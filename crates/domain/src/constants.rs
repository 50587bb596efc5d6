//! Domain constants
//!
//! Centralized location for the completion-budget tables: the global
//! fallback, per-provider defaults, and the per-family output ceilings the
//! safety pass enforces. The tables are keyed by [`ProviderKind`]; model-name
//! fragments appear only inside a provider's own table and are matched
//! longest-fragment-first.

use crate::types::ProviderKind;

/// Global fallback completion budget when neither the model descriptor nor
/// the provider table supplies one.
pub const GLOBAL_MAX_COMPLETION_TOKENS: u32 = 4_096;

/// Hard safety ceiling applied to the global fallback.
pub const HARD_COMPLETION_CEILING: u32 = 32_768;

/// Cross-provider generic output ceiling for unknown providers.
pub const GENERIC_COMPLETION_CEILING: u32 = 8_192;

/// The single temperature value reasoning-class providers accept.
pub const REASONING_FIXED_TEMPERATURE: f32 = 1.0;

/// Per-family output ceilings for OpenAI models.
///
/// Rows are `(name fragment, ceiling)`; the longest fragment contained in
/// the model identifier wins.
pub const OPENAI_FAMILY_CEILINGS: &[(&str, u32)] = &[
    ("gpt-3.5", 4_096),
    ("gpt-4-turbo", 4_096),
    ("gpt-4.1", 32_768),
    ("gpt-4o-mini", 16_384),
    ("gpt-4o", 16_384),
    ("gpt-4", 8_192),
    ("gpt-5", 128_000),
    ("o1-mini", 65_536),
    ("o1", 100_000),
    ("o3-mini", 100_000),
    ("o3", 100_000),
    ("o4-mini", 100_000),
];

/// Per-family output ceilings for Anthropic models.
pub const ANTHROPIC_FAMILY_CEILINGS: &[(&str, u32)] = &[
    ("claude-3-opus", 4_096),
    ("claude-3-haiku", 4_096),
    ("claude-3-5-sonnet", 8_192),
    ("claude-3-5-haiku", 8_192),
    ("claude-3-7-sonnet", 64_000),
    ("claude-sonnet-4", 64_000),
    ("claude-opus-4", 32_000),
];

/// Per-family output ceilings for Google models.
pub const GOOGLE_FAMILY_CEILINGS: &[(&str, u32)] = &[
    ("gemini-1.5-flash", 8_192),
    ("gemini-1.5-pro", 8_192),
    ("gemini-2.0-flash", 8_192),
    ("gemini-2.5-flash", 65_536),
    ("gemini-2.5-pro", 65_536),
];

/// Per-family output ceilings for Mistral models.
pub const MISTRAL_FAMILY_CEILINGS: &[(&str, u32)] = &[
    ("mistral-large", 8_192),
    ("mistral-small", 8_192),
    ("codestral", 8_192),
];

/// Default completion budget per provider, used when the model descriptor
/// carries no explicit maximum.
pub fn provider_default_completion_tokens(provider: ProviderKind) -> Option<u32> {
    match provider {
        ProviderKind::OpenAi => Some(16_384),
        ProviderKind::Anthropic => Some(8_192),
        ProviderKind::Google => Some(8_192),
        ProviderKind::Mistral => Some(8_192),
        ProviderKind::Other => None,
    }
}

/// Family ceiling table for a provider.
pub fn family_ceilings(provider: ProviderKind) -> &'static [(&'static str, u32)] {
    match provider {
        ProviderKind::OpenAi => OPENAI_FAMILY_CEILINGS,
        ProviderKind::Anthropic => ANTHROPIC_FAMILY_CEILINGS,
        ProviderKind::Google => GOOGLE_FAMILY_CEILINGS,
        ProviderKind::Mistral => MISTRAL_FAMILY_CEILINGS,
        ProviderKind::Other => &[],
    }
}

/// Generic ceiling for models of a provider that match no family fragment.
pub fn provider_generic_ceiling(provider: ProviderKind) -> u32 {
    match provider {
        ProviderKind::OpenAi => 32_768,
        ProviderKind::Anthropic => 32_000,
        ProviderKind::Google => 65_536,
        ProviderKind::Mistral => 8_192,
        ProviderKind::Other => GENERIC_COMPLETION_CEILING,
    }
}

#[cfg(test)]
mod tests {
    use super::*;

    #[test]
    fn provider_defaults_never_exceed_generic_ceiling() {
        for provider in [
            ProviderKind::OpenAi,
            ProviderKind::Anthropic,
            ProviderKind::Google,
            ProviderKind::Mistral,
            ProviderKind::Other,
        ] {
            if let Some(default) = provider_default_completion_tokens(provider) {
                assert!(
                    default <= provider_generic_ceiling(provider),
                    "default for {provider} would be clipped by its own generic ceiling"
                );
            }
        }
    }

    #[test]
    fn unknown_provider_has_no_family_rows() {
        assert!(family_ceilings(ProviderKind::Other).is_empty());
    }

    #[test]
    fn global_fallback_is_under_hard_ceiling() {
        assert!(GLOBAL_MAX_COMPLETION_TOKENS <= HARD_COMPLETION_CEILING);
    }
}
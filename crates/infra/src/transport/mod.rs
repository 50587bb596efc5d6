//! Transport adapters producing pull-based readers
//!
//! Adapters are explicit, injected collaborators: the streaming runtime only
//! sees the `ChunkStream`/`StreamFactory` ports, never a concrete client.

pub mod http;

pub use http::{HttpStreamSource, HttpStreamSourceBuilder};
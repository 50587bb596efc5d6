//! HTTP stream source
//!
//! Opens one streaming POST request per invocation and exposes the response
//! body as a pull-based `ChunkStream`. The adapter performs **no retries of
//! its own**: reconnection is owned exclusively by the recovery manager, so
//! a transport-level retry here would silently multiply the retry budget.
//!
//! Error mapping keeps the message text classifier-compatible: timeouts
//! render as "timed out", connect failures as network errors, and upstream
//! status codes keep their numeric form.

use std::pin::Pin;
use std::sync::Arc;
use std::time::Duration;

use async_trait::async_trait;
use bytes::Bytes;
use futures::{Stream, StreamExt};
use rivulet_core::ports::{stream_factory, BoxChunkStream, ChunkStream, StreamFactory};
use rivulet_domain::StreamError;
use tracing::debug;

/// Streaming HTTP source for one provider endpoint.
///
/// Each [`HttpStreamSource::open`] call issues a fresh request; wrap the
/// source in a factory via [`HttpStreamSource::into_factory`] to feed a
/// `RecoverableStream`.
pub struct HttpStreamSource {
    client: reqwest::Client,
    url: String,
    bearer_token: Option<String>,
    body: serde_json::Value,
}

impl HttpStreamSource {
    /// Start building a source.
    pub fn builder(url: impl Into<String>) -> HttpStreamSourceBuilder {
        HttpStreamSourceBuilder::new(url)
    }

    /// Open a fresh streaming connection.
    pub async fn open(&self) -> Result<BoxChunkStream, StreamError> {
        let mut request = self.client.post(&self.url).json(&self.body);
        if let Some(token) = &self.bearer_token {
            request = request.bearer_auth(token);
        }

        let response = request.send().await.map_err(map_transport_error)?;
        let status = response.status();
        debug!(url = %self.url, status = status.as_u16(), "stream request answered");

        if !status.is_success() {
            let message = response.text().await.unwrap_or_default();
            return Err(match status.as_u16() {
                401 | 403 => StreamError::Authentication(message),
                429 => StreamError::RateLimited(message),
                code => StreamError::provider(code, message),
            });
        }

        Ok(Box::new(HttpChunkStream { inner: Box::pin(response.bytes_stream()) }))
    }

    /// Turn this source into a factory for the streaming runtime.
    pub fn into_factory(self) -> StreamFactory {
        let source = Arc::new(self);
        stream_factory(move || {
            let source = Arc::clone(&source);
            async move { source.open().await }
        })
    }
}

/// Builder for [`HttpStreamSource`].
#[derive(Debug)]
pub struct HttpStreamSourceBuilder {
    url: String,
    bearer_token: Option<String>,
    body: serde_json::Value,
    connect_timeout: Duration,
    request_timeout: Option<Duration>,
}

impl HttpStreamSourceBuilder {
    fn new(url: impl Into<String>) -> Self {
        Self {
            url: url.into(),
            bearer_token: None,
            body: serde_json::Value::Object(serde_json::Map::new()),
            connect_timeout: Duration::from_secs(10),
            request_timeout: None,
        }
    }

    /// Bearer token sent with each request.
    pub fn bearer_token(mut self, token: impl Into<String>) -> Self {
        self.bearer_token = Some(token.into());
        self
    }

    /// JSON request body sent with each request.
    pub fn body(mut self, body: serde_json::Value) -> Self {
        self.body = body;
        self
    }

    /// Connection establishment timeout (default 10 s).
    pub fn connect_timeout(mut self, timeout: Duration) -> Self {
        self.connect_timeout = timeout;
        self
    }

    /// Overall request deadline, covering the entire body stream.
    ///
    /// Unset by default: long-lived streams outlive any sensible total
    /// deadline, and stall detection is the watchdog's job.
    pub fn request_timeout(mut self, timeout: Duration) -> Self {
        self.request_timeout = Some(timeout);
        self
    }

    pub fn build(self) -> Result<HttpStreamSource, StreamError> {
        let mut client = reqwest::Client::builder().connect_timeout(self.connect_timeout);
        if let Some(timeout) = self.request_timeout {
            client = client.timeout(timeout);
        }
        let client = client
            .build()
            .map_err(|err| StreamError::internal(format!("http client: {err}")))?;

        Ok(HttpStreamSource {
            client,
            url: self.url,
            bearer_token: self.bearer_token,
            body: self.body,
        })
    }
}

/// Pull-based reader over one live response body.
struct HttpChunkStream {
    inner: Pin<Box<dyn Stream<Item = reqwest::Result<Bytes>> + Send>>,
}

#[async_trait]
impl ChunkStream for HttpChunkStream {
    async fn next_chunk(&mut self) -> rivulet_domain::Result<Option<Bytes>> {
        match self.inner.next().await {
            Some(Ok(bytes)) => Ok(Some(bytes)),
            Some(Err(err)) => Err(map_transport_error(err)),
            None => Ok(None),
        }
    }

    async fn release(&mut self) {
        // Dropping the body stream closes the connection.
    }
}

fn map_transport_error(err: reqwest::Error) -> StreamError {
    if err.is_timeout() {
        StreamError::timeout(format!("request timed out: {err}"))
    } else if err.is_connect() {
        StreamError::network(format!("connection failed: {err}"))
    } else {
        StreamError::network(err.to_string())
    }
}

****

> **Work required**
The lines to return are those in the entries above that include "impl".

> **Response**
impl HttpStreamSource {
    pub fn builder(url: impl Into<String>) -> HttpStreamSourceBuilder {
impl HttpStreamSourceBuilder {
    fn new(url: impl Into<String>) -> Self {
    pub fn bearer_token(mut self, token: impl Into<String>) -> Self {
impl ChunkStream for HttpChunkStream {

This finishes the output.